Хозяин корабля — страница 30 из 37

Я видел мужчин и женщин с гармоничными телами и украшенными цветами лицами. Они жили голыми и не ведали своей наготы. Остров предоставлял в изобилии то, в чём нуждались его дети; они не трудились. Не имея собственности, они не ненавидели друг друга. Напротив, они дружили и объединялись друг с другом, согласуясь с собственными вкусами и временем; они отдалялись друг от друга прежде, чем усталость перерастала в отвращение; и любовь не была для них ни острым лезвием, ни поглощающим огнём, ни безжизненной глупостью. Заря и сумерки оседали на их домах, как тихая стая голубей. Даже смерть носила бесхитростное одеяние; она брала их за руку, и они следовали за ней, веря, что она вела их на другой остров, где цветы были ничуть не менее красивыми, воздух — благоухающим, а небо — ярким.

При виде этого блаженства моё сердце сжалось от горечи. На протяжении веков, сказал я себе, они наслаждаются этим счастьем, которое рождено невежеством. У них нет ни общества, ни религии, ни морали, ни санкций. Ужас! Они не знают Закона.

И мне показалось, что тёмная туча вдруг нависла над этой великолепной природой. Ибо судьба человека вовсе не в том, чтобы быть счастливым, но в том, чтобы знать и блюсти Закон.

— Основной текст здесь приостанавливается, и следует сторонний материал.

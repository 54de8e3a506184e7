use std::collections::TryReserveError;

use thiserror::Error;

/// Reasons the tone player failed to start
///
/// None of these are fatal: the buzzer is a non-critical peripheral and the
/// caller is free to retry `start()` later.
#[derive(Debug, Error)]
pub enum PlayerError {
    #[error("lifecycle lock not acquired within the timeout")]
    LockTimeout,

    #[error("failed to allocate the request queue: {0}")]
    ResourceExhausted(#[from] TryReserveError),

    #[error("failed to spawn the worker task: {0}")]
    TaskSpawnFailed(#[from] std::io::Error),
}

Я решил открыть им и таким образом отобрать у них их греховное блаженство. Но это было не так-то просто, потому что они меня не слушали. Ничто на этом острове, который не изменился со времён Эдема, не могло научить их, что человек создан служить; что вся радость, в сущности, заслуживает порицания, кроме той, что рождена тщательным выполнением и соблюдением заповедей; что любовь — это грязь; наконец, что закон, закон Вечности — это боль.

Будучи бессилен заставить их развращённые таким невежеством умы постигнуть эти целительные истины, я поступил иным способом.

У меня была сила: решительные слуги, оружие и все аргументы, предоставленные нами несколькими ливрами пороха, ружейными патронами и ещё немалым количеством ингредиентов, о которых я расскажу вам позже. Железо и огонь, послужившие этому справедливому делу, помогли установить Закон.

Слава Всевышнему, который позволил мне быть его помощником и почти равным ему на этой гадкой земле. Цели Провидения жестоки, но я с радостью стал для них инструментом.

Это я искупал свои руки в крови грешника, это я разорвал его внутренности, это я вырвал его глаза. Мои благодетельные неистовость и ярость открыли ему вечность. Кто не вкушал этого державного наслаждения, тот никогда не был пьян.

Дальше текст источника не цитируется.